1. Local coupled cluster method has been combined with many-body expansion to analyze noncovalent interactions in molecular clusters and aggregates.

2. Total interaction energy and cooperativity of different systems have been expressed in terms of fragment and fragment pair-wise contributions

3. A fragment based local coupled cluster embedding approach has been introduced both with Hartree-Fock and point charge environment

4. Energy ordering of isomers of hexamer water clusters and protein-ligand interactions have been examined.


Many-body expansion (MBE) is a fragmentation approach where total energy of a supersystem is expressed as a sum of contributions from all possible monomers (one-body), dimers (two-body), trimers (three-body), etc. MBE is particularly useful to reduce the cost of a calculation if the expansion can be truncated after first few terms.

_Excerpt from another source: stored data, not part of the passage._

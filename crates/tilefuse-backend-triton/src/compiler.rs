//! Lowering of assembled modules and post-lowering resource validation.

use std::collections::HashMap;
use std::hash::{Hash, Hasher};
use std::path::{Path, PathBuf};
use std::process::Command;
use std::sync::{Arc, Mutex};

use serde::{Deserialize, Serialize};
use tilefuse::config::{env_string, DeviceDescription, TritonGemmConfig};
use tilefuse::ir::{print_module, Func, Module, OpKind, Operation, Type};
use tracing::{debug, trace};

use crate::dump;
use crate::error::{EmitError, EmitResult};
use crate::launch::LaunchDimensions;
use crate::module::{create_triton_module, EmitRequest, EmittedModule};
use crate::ret_check;

/// What the downstream compiler reports about a lowered kernel.
#[derive(Debug, Clone, PartialEq, Eq, Serialize, Deserialize)]
pub struct LoweredKernel {
    pub shared_mem_bytes: i64,
    pub cluster_dims: [i64; 3],
    /// Device assembly, when the pipeline produces one.
    #[serde(default)]
    pub asm: Option<String>,
    #[serde(default)]
    pub log: String,
}

/// Lowers a verified tile-IR module to device code.
pub trait LoweringPipeline: Send + Sync {
    fn name(&self) -> &'static str;

    fn lower(
        &self,
        module: &Module,
        device: &DeviceDescription,
        config: &TritonGemmConfig,
    ) -> EmitResult<LoweredKernel>;
}

/// Estimates kernel resources from the module structure without producing
/// device code.
///
/// Shared memory covers every tile loaded inside a pipelined loop, buffered
/// once per stage, plus scratch for each reduction input.
#[derive(Debug, Clone, Copy, Default)]
pub struct AnalyticLowering;

impl AnalyticLowering {
    pub fn shared_memory_bytes(func: &Func, config: &TritonGemmConfig) -> i64 {
        let stages = config.num_stages.max(1);
        let mut loop_tiles = 0i64;
        let mut reduce_scratch = 0i64;
        func.body.walk(&mut |op: &Operation| match op.kind {
            OpKind::For => {
                for region in &op.regions {
                    region.walk(&mut |inner: &Operation| {
                        if matches!(inner.kind, OpKind::Load { .. }) {
                            loop_tiles += result_bytes(func, inner);
                        }
                    });
                }
            }
            OpKind::Reduce { .. } => {
                reduce_scratch += op
                    .operands
                    .first()
                    .and_then(|value| func.value_type(*value))
                    .map(tensor_bytes)
                    .unwrap_or(0);
            }
            _ => {}
        });
        loop_tiles * stages + reduce_scratch
    }

    pub fn cluster_dims(device: &DeviceDescription, config: &TritonGemmConfig) -> [i64; 3] {
        if config.num_ctas > 1 && device.compute_capability.is_at_least_hopper() {
            [config.num_ctas, 1, 1]
        } else {
            [1, 1, 1]
        }
    }
}

fn tensor_bytes(ty: &Type) -> i64 {
    let elements: i64 = ty.shape().iter().product();
    elements * ty.element_type().size_in_bytes() as i64
}

fn result_bytes(func: &Func, op: &Operation) -> i64 {
    op.result()
        .and_then(|value| func.value_type(value))
        .map(tensor_bytes)
        .unwrap_or(0)
}

impl LoweringPipeline for AnalyticLowering {
    fn name(&self) -> &'static str {
        "analytic"
    }

    fn lower(
        &self,
        module: &Module,
        device: &DeviceDescription,
        config: &TritonGemmConfig,
    ) -> EmitResult<LoweredKernel> {
        let shared_mem_bytes = Self::shared_memory_bytes(&module.func, config);
        let cluster_dims = Self::cluster_dims(device, config);
        Ok(LoweredKernel {
            shared_mem_bytes,
            cluster_dims,
            asm: None,
            log: format!(
                "analytic lowering of {}: {} ops, shared memory {} bytes",
                module.name,
                module.func.op_count(),
                shared_mem_bytes
            ),
        })
    }
}

/// Lowers through an external `tritoncc` driver, caching results in memory
/// and on disk by module fingerprint.
#[derive(Default)]
pub struct TritonccLowering {
    compiler: Option<String>,
    cache_dir: Option<PathBuf>,
    arch: Option<String>,
    compiled: Mutex<HashMap<u64, Arc<LoweredKernel>>>,
    compile_gates: Mutex<HashMap<u64, Arc<Mutex<()>>>>,
}

impl TritonccLowering {
    pub fn new() -> Self {
        Self::default()
    }

    pub fn with_compiler(mut self, compiler: impl Into<String>) -> Self {
        self.compiler = Some(compiler.into());
        self
    }

    pub fn with_cache_dir(mut self, cache_dir: impl Into<PathBuf>) -> Self {
        self.cache_dir = Some(cache_dir.into());
        self
    }

    pub fn with_arch(mut self, arch: impl Into<String>) -> Self {
        self.arch = Some(arch.into());
        self
    }

    fn compiler(&self) -> String {
        self.compiler.clone().unwrap_or_else(tritoncc_binary)
    }

    fn cache_dir(&self) -> PathBuf {
        self.cache_dir.clone().unwrap_or_else(triton_cache_dir)
    }

    fn arch(&self, device: &DeviceDescription) -> String {
        self.arch
            .clone()
            .or_else(|| env_string("TILEFUSE_TRITON_ARCH"))
            .unwrap_or_else(|| device.compute_capability.arch_name())
    }

    fn cached(&self, fingerprint: u64) -> Option<Arc<LoweredKernel>> {
        self.compiled
            .lock()
            .expect("triton kernel cache poisoned")
            .get(&fingerprint)
            .cloned()
    }
}

impl LoweringPipeline for TritonccLowering {
    fn name(&self) -> &'static str {
        "tritoncc"
    }

    fn lower(
        &self,
        module: &Module,
        device: &DeviceDescription,
        config: &TritonGemmConfig,
    ) -> EmitResult<LoweredKernel> {
        let compiler = self.compiler();
        let arch = self.arch(device);
        let source = print_module(module);
        let fingerprint = kernel_fingerprint(&source, config, &arch, &compiler);

        if let Some(found) = self.cached(fingerprint) {
            trace!(fingerprint = %format!("{fingerprint:016x}"), "tritoncc memory cache hit");
            return Ok(found.as_ref().clone());
        }

        let gate = {
            let mut guard = self
                .compile_gates
                .lock()
                .expect("triton compile gate cache poisoned");
            guard
                .entry(fingerprint)
                .or_insert_with(|| Arc::new(Mutex::new(())))
                .clone()
        };
        let _gate_lock = gate.lock().expect("triton compile gate poisoned");

        if let Some(found) = self.cached(fingerprint) {
            return Ok(found.as_ref().clone());
        }

        let cache_dir = self.cache_dir();
        std::fs::create_dir_all(&cache_dir).map_err(io_error)?;

        let source_path = cache_dir.join(format!("kernel_{fingerprint:016x}.ttir"));
        let asm_path = cache_dir.join(format!("kernel_{fingerprint:016x}_{arch}.asm"));
        let meta_path = cache_dir.join(format!("kernel_{fingerprint:016x}_{arch}.meta.json"));

        if !asm_path.exists() || !meta_path.exists() {
            debug!(compiler = %compiler, arch = %arch, path = %source_path.display(), "running tritoncc");
            std::fs::write(&source_path, &source).map_err(io_error)?;
            run_tritoncc_compile(
                &compiler,
                &arch,
                config,
                &source_path,
                &asm_path,
                &meta_path,
            )?;
        } else {
            trace!(path = %meta_path.display(), "tritoncc disk cache hit");
        }

        let asm = std::fs::read_to_string(&asm_path).map_err(io_error)?;
        let meta = std::fs::read_to_string(&meta_path).map_err(io_error)?;
        let parsed: TritonccMeta = serde_json::from_str(&meta)
            .map_err(|err| EmitError::internal(format!("invalid tritoncc metadata: {err}")))?;

        let lowered = Arc::new(LoweredKernel {
            shared_mem_bytes: parsed.shared_mem_bytes,
            cluster_dims: parsed.cluster_dims.unwrap_or([1, 1, 1]),
            asm: Some(asm),
            log: parsed.log,
        });
        self.compiled
            .lock()
            .expect("triton kernel cache poisoned")
            .insert(fingerprint, Arc::clone(&lowered));
        Ok(lowered.as_ref().clone())
    }
}

#[derive(Debug, Deserialize)]
struct TritonccMeta {
    shared_mem_bytes: i64,
    #[serde(default)]
    cluster_dims: Option<[i64; 3]>,
    #[serde(default)]
    log: String,
}

fn io_error(err: std::io::Error) -> EmitError {
    EmitError::internal(err.to_string())
}

fn run_tritoncc_compile(
    compiler: &str,
    arch: &str,
    config: &TritonGemmConfig,
    source: &Path,
    asm: &Path,
    meta: &Path,
) -> EmitResult<()> {
    let output = Command::new(compiler)
        .arg("compile")
        .arg("--arch")
        .arg(arch)
        .arg("--num-warps")
        .arg(config.num_warps.to_string())
        .arg("--num-stages")
        .arg(config.num_stages.to_string())
        .arg("--num-ctas")
        .arg(config.num_ctas.to_string())
        .arg("--in")
        .arg(source)
        .arg("--out")
        .arg(asm)
        .arg("--meta")
        .arg(meta)
        .output()
        .map_err(|err| EmitError::internal(format!("failed to run {compiler}: {err}")))?;

    if !output.status.success() {
        let stderr = String::from_utf8_lossy(&output.stderr);
        let stdout = String::from_utf8_lossy(&output.stdout);
        return Err(EmitError::internal(format!(
            "tritoncc compile failed (status={}): stdout='{}' stderr='{}'",
            output.status,
            stdout.trim(),
            stderr.trim()
        )));
    }

    Ok(())
}

fn triton_cache_dir() -> PathBuf {
    env_string("TILEFUSE_TRITON_CACHE_DIR")
        .map(PathBuf::from)
        .unwrap_or_else(|| PathBuf::from(".cache/tilefuse-triton"))
}

fn tritoncc_binary() -> String {
    ["TILEFUSE_TRITONCC", "TRITONCC"]
        .into_iter()
        .find_map(env_string)
        .unwrap_or_else(|| "tritoncc".to_string())
}

fn kernel_fingerprint(source: &str, config: &TritonGemmConfig, arch: &str, compiler: &str) -> u64 {
    let mut hasher = std::collections::hash_map::DefaultHasher::new();
    source.hash(&mut hasher);
    config.num_warps.hash(&mut hasher);
    config.num_stages.hash(&mut hasher);
    config.num_ctas.hash(&mut hasher);
    arch.hash(&mut hasher);
    compiler.hash(&mut hasher);
    hasher.finish()
}

/// Resources a lowered kernel needs at launch.
#[derive(Debug, Clone, PartialEq, Eq, Serialize, Deserialize)]
pub struct KernelResources {
    pub shared_mem_bytes: i64,
    /// Set only when the configuration asked for multi-CTA clusters.
    pub cluster_dim: Option<[i64; 3]>,
}

/// Checks what the lowering reported against the device limits and extracts
/// the cluster shape.
pub fn compile_triton_module(
    lowered: &LoweredKernel,
    device: &DeviceDescription,
    config: &TritonGemmConfig,
) -> EmitResult<KernelResources> {
    if lowered.shared_mem_bytes > device.shared_memory_per_block_optin {
        return Err(EmitError::resource_exhausted(format!(
            "Shared memory size limit exceeded: requested {}, available: {}",
            lowered.shared_mem_bytes, device.shared_memory_per_block_optin
        )));
    }

    let cluster_dim = if config.num_ctas > 1 {
        Some(lowered.cluster_dims)
    } else {
        ret_check!(
            lowered.cluster_dims == [1, 1, 1],
            "cluster {:?} without multi-CTA configuration",
            lowered.cluster_dims
        );
        None
    };
    Ok(KernelResources {
        shared_mem_bytes: lowered.shared_mem_bytes,
        cluster_dim,
    })
}

#[derive(Debug, Clone, PartialEq)]
pub struct TritonWrapperResult {
    pub module: Module,
    pub launch_dimensions: LaunchDimensions,
    pub shared_mem_bytes: i64,
    pub cluster_dim: Option<[i64; 3]>,
    pub asm: Option<String>,
}

/// Generates, lowers and validates the kernel for one fusion.
pub fn triton_wrapper(
    request: &EmitRequest<'_>,
    pipeline: &dyn LoweringPipeline,
) -> EmitResult<TritonWrapperResult> {
    let capability = &request.device.compute_capability;
    if capability.is_cuda() && !capability.is_at_least_ampere() {
        return Err(EmitError::uncompilable(
            "Triton support is only enabled for Ampere GPUs and up.",
        ));
    }

    let EmittedModule {
        module,
        launch_dimensions,
    } = create_triton_module(request)?;

    let lowered = pipeline.lower(&module, request.device, request.config)?;
    dump::dump_lowering_log(request.debug, request.fusion_name, &lowered.log);
    let resources = compile_triton_module(&lowered, request.device, request.config)?;
    debug!(
        fusion = request.fusion_name,
        pipeline = pipeline.name(),
        shared_mem_bytes = resources.shared_mem_bytes,
        cluster = ?resources.cluster_dim,
        "kernel lowered"
    );

    Ok(TritonWrapperResult {
        module,
        launch_dimensions,
        shared_mem_bytes: resources.shared_mem_bytes,
        cluster_dim: resources.cluster_dim,
        asm: lowered.asm,
    })
}

#[cfg(test)]
mod tests {
    use super::*;

    fn lowered(shared_mem_bytes: i64, cluster_dims: [i64; 3]) -> LoweredKernel {
        LoweredKernel {
            shared_mem_bytes,
            cluster_dims,
            asm: None,
            log: String::new(),
        }
    }

    #[test]
    fn shared_memory_over_budget_is_exhausted() {
        let device = DeviceDescription::a100();
        let config = TritonGemmConfig::default();
        let limit = device.shared_memory_per_block_optin;
        assert!(compile_triton_module(&lowered(limit, [1, 1, 1]), &device, &config).is_ok());
        let err = compile_triton_module(&lowered(limit + 1, [1, 1, 1]), &device, &config)
            .unwrap_err();
        assert!(err.is_resource_exhausted());
        assert!(err.to_string().contains("Shared memory size limit exceeded"));
    }

    #[test]
    fn cluster_is_reported_only_for_multi_cta_configs() {
        let device = DeviceDescription::h100();
        let single = TritonGemmConfig::default();
        let resources = compile_triton_module(&lowered(0, [1, 1, 1]), &device, &single).unwrap();
        assert_eq!(resources.cluster_dim, None);
        assert!(compile_triton_module(&lowered(0, [2, 1, 1]), &device, &single)
            .unwrap_err()
            .is_internal());

        let multi = TritonGemmConfig::default().with_ctas(2);
        let resources = compile_triton_module(&lowered(0, [2, 1, 1]), &device, &multi).unwrap();
        assert_eq!(resources.cluster_dim, Some([2, 1, 1]));
    }

    #[test]
    fn analytic_cluster_needs_hopper() {
        let config = TritonGemmConfig::default().with_ctas(2);
        assert_eq!(
            AnalyticLowering::cluster_dims(&DeviceDescription::h100(), &config),
            [2, 1, 1]
        );
        assert_eq!(
            AnalyticLowering::cluster_dims(&DeviceDescription::a100(), &config),
            [1, 1, 1]
        );
    }
}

If the expansion can be truncated after second term, it is called pair-wise additive approximation. Many previous calculations have indicated that in correlated calculations, MBE of Hartree-Fock energies converge much slower compared to the correlation energies. Even then, for correlation energies three-body or higher interactions are needed to be considered to achieve desirable accuracy. Point charge embedding has been used in the past to truncate MBE at the two or three –body terms. Quantum embedding approaches have also been useful for such truncations of MBE.

Domain-based local pair natural orbital (DLPNO) coupled cluster method has been particularly useful in reducing the cost of coupled cluster calculations significantly without compromising the accuracy. On top of that, local nature of the orbitals has provided a meaningful way to decompose the total energy or interaction energy of a system. Well-established local energy decomposition (LED) is one approach where this feature of DLPNO method has been utilized in the past. In a work with Dr. Bistoni, Dr. Izsák and Prof Neese, I have used this feature of DLPNO to decompose the total energy of a system in terms of fragment and fragment pair-wise energies and represent them in terms of heat plots. This approach helped us to decompose the many-body part (terms beyond two-body interactions in MBE) of the interaction energies (cooperativity effect) into monomer and fragment pair-wise contributions.

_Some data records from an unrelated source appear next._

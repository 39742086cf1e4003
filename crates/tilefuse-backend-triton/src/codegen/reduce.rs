use tilefuse::analysis::Scope;
use tilefuse::hlo::{Node, Opcode, PrimitiveType};
use tilefuse::ir::{CmpIPredicate, FuncBuilder, ScalarType, Type, ValueId};

use super::scope::{emit_constant, emit_scope, EmitContext, ValueEnv};
use super::types::{cast, node_type};
use crate::error::{EmitError, EmitResult};
use crate::ret_check;

/// Neutral element of the reduction, cast to `elem`.
fn emit_neutral(
    b: &mut FuncBuilder,
    cx: &EmitContext<'_>,
    reduce: &Node,
    elem: ScalarType,
) -> EmitResult<ValueId> {
    let init = cx
        .module
        .operand(reduce.id, 1)
        .ok_or_else(|| EmitError::internal(format!("reduce {} has no init", reduce.name)))?;
    let neutral = if init.opcode == Opcode::Convert {
        let inner = cx
            .module
            .operand(init.id, 0)
            .ok_or_else(|| EmitError::internal("convert without operand"))?;
        ret_check!(
            inner.opcode == Opcode::Constant,
            "reduce init {} must convert a constant",
            init.name
        );
        ret_check!(
            inner.element_type() == Some(PrimitiveType::Bf16)
                && init.element_type() == Some(PrimitiveType::F32),
            "only bf16 -> f32 converted init values are supported"
        );
        let constant = emit_constant(b, inner)?;
        cast(b, constant, ScalarType::F32)?
    } else {
        ret_check!(
            init.opcode == Opcode::Constant,
            "reduce init {} is not a constant",
            init.name
        );
        emit_constant(b, init)?
    };
    cast(b, neutral, elem)
}

/// Emits an innermost-axis reduction of `input`.
///
/// Blocks padded past the row length fill the padding with the neutral
/// element. The reduction itself runs in `f32` and the result is cast back
/// to the node's element type.
pub fn emit_reduce(
    b: &mut FuncBuilder,
    cx: &EmitContext<'_>,
    reduce: &Node,
    input: ValueId,
) -> EmitResult<ValueId> {
    ret_check!(
        reduce.operands.len() == 2,
        "reduce {} must have exactly one input and one init",
        reduce.name
    );
    let operand_shape = cx.module.shape(reduce.operands[0]);
    let operand_rank = operand_shape.rank();
    ret_check!(operand_rank > 0);
    ret_check!(
        reduce.reduce_dimensions() == Some(&[operand_rank as i64 - 1][..]),
        "reduce {} must reduce the innermost dimension",
        reduce.name
    );

    let input_shape = b.ty(input).shape().to_vec();
    let block_row = *input_shape
        .last()
        .ok_or_else(|| EmitError::internal("reduce input tile has rank 0"))?;
    let row_len = operand_shape.dims()[operand_rank - 1];
    ret_check!(
        block_row >= row_len,
        "block row {block_row} is shorter than the reduced row {row_len}"
    );

    let input_elem = b.elem(input);
    let neutral = emit_neutral(b, cx, reduce, input_elem)?;

    let mut input = input;
    if block_row != row_len {
        let range = b.make_range(0, block_row as i32);
        let row_len_value = b.const_i32(row_len);
        let bound = b.splat(row_len_value, &[block_row]);
        let mut mask = b.cmpi(CmpIPredicate::Slt, range, bound);
        if input_shape.len() > 1 {
            for _ in 1..input_shape.len() {
                mask = b.expand_dims(mask, 0);
            }
            mask = b.broadcast(mask, &input_shape);
        }
        let padding = b.splat(neutral, &input_shape);
        input = b.select(mask, input, padding);
    }

    let casted = cast(b, input, ScalarType::F32)?;

    let reducer = reduce
        .called_computation()
        .ok_or_else(|| EmitError::internal(format!("reduce {} has no reducer", reduce.name)))?;
    let scalar = Type::Scalar(ScalarType::F32);
    let args = b.begin_block(&[scalar.clone(), scalar]);
    let mut region_values = ValueEnv::new();
    let mut to_emit = Vec::new();
    for id in cx.module.post_order(reducer) {
        let node = cx.module.node(id);
        match node.parameter_number() {
            Some(number) => {
                ret_check!(number < 2, "reducer parameter {number} out of range");
                region_values.insert(id, args[number])?;
            }
            None => to_emit.push(id),
        }
    }
    ret_check!(!to_emit.is_empty(), "reducer has no body");
    let combined = emit_scope(b, cx, None, Scope::Output, &[], &to_emit, &mut region_values)?;
    let combined = cast(b, combined, ScalarType::F32)?;
    b.reduce_return(combined);
    let region = b
        .end_block()
        .ok_or_else(|| EmitError::internal("reduce region was not open"))?;

    let mut result = b.reduce(casted, input_shape.len() - 1, region);
    if !b.ty(result).is_tensor() {
        result = b.splat(result, &[]);
    }
    cast(b, result, node_type(reduce.element_type())?)
}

Decomposition of the total interaction (a) and two-body interaction (b) energies in fragment and fragment pair-wise interactions for a water cluster presented in the form of heat plots.

In this work, we have explored the possibility of making MBE pair-wise additive using DLPNO-based embedding approaches. Six isomers of hexamer water clusters have been used as the test systems here. In this embedding approach, only dimers and monomers are treated at the DLPNO coupled cluster level while rest of the system (environment) is treated at a lower level of theory i.e. with point charges or HF method. Point charge embedding with DLPNO coupled cluster method has been found to recover most of the many-body effects for the HF interaction energies but unable to recover the same in the case of the correlation interaction energies. With the HF embedding environment, DLPNO coupled cluster method recovered most of the many-body effects of the correlation interaction energies.

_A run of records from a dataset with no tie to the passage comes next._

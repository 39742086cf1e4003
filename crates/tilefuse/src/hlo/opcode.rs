use serde::{Deserialize, Serialize};

/// Closed set of node kinds a fusion computation may contain.
#[derive(Debug, Clone, Copy, PartialEq, Eq, Hash, Serialize, Deserialize)]
#[serde(rename_all = "snake_case")]
pub enum Opcode {
    Parameter,
    Constant,
    Tuple,
    Fusion,

    // Data movement. These never change tile contents.
    Copy,
    Bitcast,
    Transpose,
    Slice,
    Reshape,
    Pad,
    Broadcast,
    Concatenate,

    Reduce,
    Dot,

    // Elementwise.
    Convert,
    Abs,
    Not,
    Negate,
    Add,
    Subtract,
    Multiply,
    Divide,
    Maximum,
    Minimum,
    And,
    Or,
    Xor,
    Compare,
    Select,

    // Elementwise ops lowered to device math routines.
    Atan2,
    Cbrt,
    Cos,
    Exp,
    Expm1,
    Log,
    Log1p,
    Power,
    Remainder,
    Rsqrt,
    Sin,
    Sqrt,
    Tan,
    Tanh,

    // Present in graphs but never accepted by the kernel emitters.
    Iota,
    Gather,
    Sort,
}

impl Opcode {
    pub fn is_elementwise(self) -> bool {
        matches!(
            self,
            Opcode::Copy
                | Opcode::Convert
                | Opcode::Abs
                | Opcode::Not
                | Opcode::Negate
                | Opcode::Add
                | Opcode::Subtract
                | Opcode::Multiply
                | Opcode::Divide
                | Opcode::Maximum
                | Opcode::Minimum
                | Opcode::And
                | Opcode::Or
                | Opcode::Xor
                | Opcode::Compare
                | Opcode::Select
        ) || self.is_math_library_op()
    }

    /// Elementwise ops implemented by a device math library routine.
    pub fn is_math_library_op(self) -> bool {
        matches!(
            self,
            Opcode::Atan2
                | Opcode::Cbrt
                | Opcode::Cos
                | Opcode::Exp
                | Opcode::Expm1
                | Opcode::Log
                | Opcode::Log1p
                | Opcode::Power
                | Opcode::Remainder
                | Opcode::Rsqrt
                | Opcode::Sin
                | Opcode::Sqrt
                | Opcode::Tan
                | Opcode::Tanh
        )
    }

    pub fn name(self) -> &'static str {
        match self {
            Opcode::Parameter => "parameter",
            Opcode::Constant => "constant",
            Opcode::Tuple => "tuple",
            Opcode::Fusion => "fusion",
            Opcode::Copy => "copy",
            Opcode::Bitcast => "bitcast",
            Opcode::Transpose => "transpose",
            Opcode::Slice => "slice",
            Opcode::Reshape => "reshape",
            Opcode::Pad => "pad",
            Opcode::Broadcast => "broadcast",
            Opcode::Concatenate => "concatenate",
            Opcode::Reduce => "reduce",
            Opcode::Dot => "dot",
            Opcode::Convert => "convert",
            Opcode::Abs => "abs",
            Opcode::Not => "not",
            Opcode::Negate => "negate",
            Opcode::Add => "add",
            Opcode::Subtract => "subtract",
            Opcode::Multiply => "multiply",
            Opcode::Divide => "divide",
            Opcode::Maximum => "maximum",
            Opcode::Minimum => "minimum",
            Opcode::And => "and",
            Opcode::Or => "or",
            Opcode::Xor => "xor",
            Opcode::Compare => "compare",
            Opcode::Select => "select",
            Opcode::Atan2 => "atan2",
            Opcode::Cbrt => "cbrt",
            Opcode::Cos => "cosine",
            Opcode::Exp => "exponential",
            Opcode::Expm1 => "exponential-minus-one",
            Opcode::Log => "log",
            Opcode::Log1p => "log-plus-one",
            Opcode::Power => "power",
            Opcode::Remainder => "remainder",
            Opcode::Rsqrt => "rsqrt",
            Opcode::Sin => "sine",
            Opcode::Sqrt => "sqrt",
            Opcode::Tan => "tan",
            Opcode::Tanh => "tanh",
            Opcode::Iota => "iota",
            Opcode::Gather => "gather",
            Opcode::Sort => "sort",
        }
    }
}

impl std::fmt::Display for Opcode {
    fn fmt(&self, f: &mut std::fmt::Formatter<'_>) -> std::fmt::Result {
        f.write_str(self.name())
    }
}

#[derive(Debug, Clone, Copy, PartialEq, Eq, Hash, Serialize, Deserialize)]
#[serde(rename_all = "UPPERCASE")]
pub enum ComparisonDirection {
    Eq,
    Ne,
    Lt,
    Le,
    Gt,
    Ge,
}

The embedding approach introduced here, falls in the category of large number of wavefunction-in-wavefunction approaches developed over the years. However, use of DLPNO coupled cluster method makes this approach particularly attractive as the highest level wave function method that can be applied on the embedded system is DLPNO-CCSD(T) that can provide accuracy comparable to the “gold standard” canonical CCSD(T) with much less computational cost. This method has also been applied to study protein-ligand interactions.

I find this work particularly exciting not only because of the excellent results that we have reported in the manuscript but also because of the enormous potential applications of these methods in the future for understanding interactions in large biological systems, lattice energy calculations, solvent-solute interactions and many more applications.

This work is funded by a postdoctoral fellowship from the Alexander von Humboldt foundation.

1. Soumen Ghosh, Frank Neese, Róbert Izsák, Giovanni Bistoni. Fragment-Based Local Coupled Cluster Embedding Approach for the Quantification and Analysis of Noncovalent Interactions: Exploring the Many Body Expansion of the Local Coupled Cluster Energy. J. Chem. Theory Comput. 2021, 10.1021/acs.jctc.1c00005.